Exercise:
Copy the records that follow exactly, leaving nothing out.

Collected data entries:
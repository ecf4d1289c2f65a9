//! The render target seam.
//!
//! Everything this crate does to a document goes through [`Host`], so components can be rendered into
//! a browser [***Document***](https://developer.mozilla.org/en-US/docs/Web/API/Document)
//! via [`WebDocument`](`crate::web::WebDocument`) or into a [`MemoryDocument`](`crate::memory::MemoryDocument`).

use crate::binding::EventBinding;
use core::fmt::Debug;

/// Shorthand for a [`Host`]'s node handle type.
pub type NodeOf<H> = <H as Host>::Node;

/// Shorthand for a [`Host`]'s event type.
pub type EventOf<H> = <H as Host>::Event;

/// The capability set a document must provide to host components.
///
/// Implementations are cheap handles: cloning a host must refer to the same document.
/// Listeners that re-render later capture a [`WeakHost`](`Host::WeakHost`) instead, since the document owns them.
///
/// None of the methods report failure. Implementations log failed operations and leave the tree as it was.
pub trait Host: Clone + 'static {
	/// An opaque node handle. Equality is identity.
	type Node: Clone + Debug + PartialEq + 'static;

	/// The value passed to event listeners.
	type Event: 'static;

	/// A handle that doesn't keep the document alive.
	type WeakHost: Clone + 'static;

	fn downgrade(&self) -> Self::WeakHost;

	/// The document behind `weak`, unless it was dropped.
	fn upgrade(weak: &Self::WeakHost) -> Option<Self>;

	/// Creates a new, detached element of kind `tag`.
	fn create_element(&self, tag: &str) -> Self::Node;

	/// Creates a new, detached text node.
	fn create_text_node(&self, text: &str) -> Self::Node;

	fn set_attribute(&self, node: &Self::Node, name: &str, value: &str);

	/// Appends `child` as last child of `parent`, first detaching it from where it currently is.
	fn append_child(&self, parent: &Self::Node, child: &Self::Node);

	/// Registers `binding`'s listener on `node`. Registering the same binding twice makes it fire twice.
	fn add_event_listener(&self, node: &Self::Node, binding: &EventBinding<Self::Event>);

	/// The live parent of `node`, if it is attached anywhere.
	fn parent_node(&self, node: &Self::Node) -> Option<Self::Node>;

	/// Replaces `old_child` with `new_child` at the same position under `parent`.
	fn replace_child(&self, parent: &Self::Node, new_child: &Self::Node, old_child: &Self::Node);
}

/// Read access to the form control an event was dispatched on.
pub trait InputEvent {
	/// The target's current text value, if it has one.
	fn target_value(&self) -> Option<String>;

	/// The target's current checkedness, if it is checkable.
	fn target_checked(&self) -> Option<bool>;
}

Answer to the exercise:
repository ecf4d1289c2f65a9
//! The render target seam.
//!
//! Everything this crate does to a document goes through [`Host`], so components can be rendered into
//! a browser [***Document***](https://developer.mozilla.org/en-US/docs/Web/API/Document)
//! via [`WebDocument`](`crate::web::WebDocument`) or into a [`MemoryDocument`](`crate::memory::MemoryDocument`).

use crate::binding::EventBinding;
use core::fmt::Debug;

/// Shorthand for a [`Host`]'s node handle type.
pub type NodeOf<H> = <H as Host>::Node;

/// Shorthand for a [`Host`]'s event type.
pub type EventOf<H> = <H as Host>::Event;

/// The capability set a document must provide to host components.
///
/// Implementations are cheap handles: cloning a host must refer to the same document.
/// Listeners that re-render later capture a [`WeakHost`](`Host::WeakHost`) instead, since the document owns them.
///
/// None of the methods report failure. Implementations log failed operations and leave the tree as it was.
pub trait Host: Clone + 'static {
	/// An opaque node handle. Equality is identity.
	type Node: Clone + Debug + PartialEq + 'static;

	/// The value passed to event listeners.
	type Event: 'static;

	/// A handle that doesn't keep the document alive.
	type WeakHost: Clone + 'static;

	fn downgrade(&self) -> Self::WeakHost;

	/// The document behind `weak`, unless it was dropped.
	fn upgrade(weak: &Self::WeakHost) -> Option<Self>;

	/// Creates a new, detached element of kind `tag`.
	fn create_element(&self, tag: &str) -> Self::Node;

	/// Creates a new, detached text node.
	fn create_text_node(&self, text: &str) -> Self::Node;

	fn set_attribute(&self, node: &Self::Node, name: &str, value: &str);

	/// Appends `child` as last child of `parent`, first detaching it from where it currently is.
	fn append_child(&self, parent: &Self::Node, child: &Self::Node);

	/// Registers `binding`'s listener on `node`. Registering the same binding twice makes it fire twice.
	fn add_event_listener(&self, node: &Self::Node, binding: &EventBinding<Self::Event>);

	/// The live parent of `node`, if it is attached anywhere.
	fn parent_node(&self, node: &Self::Node) -> Option<Self::Node>;

	/// Replaces `old_child` with `new_child` at the same position under `parent`.
	fn replace_child(&self, parent: &Self::Node, new_child: &Self::Node, old_child: &Self::Node);
}

/// Read access to the form control an event was dispatched on.
pub trait InputEvent {
	/// The target's current text value, if it has one.
	fn target_value(&self) -> Option<String>;

	/// The target's current checkedness, if it is checkable.
	fn target_checked(&self) -> Option<bool>;
}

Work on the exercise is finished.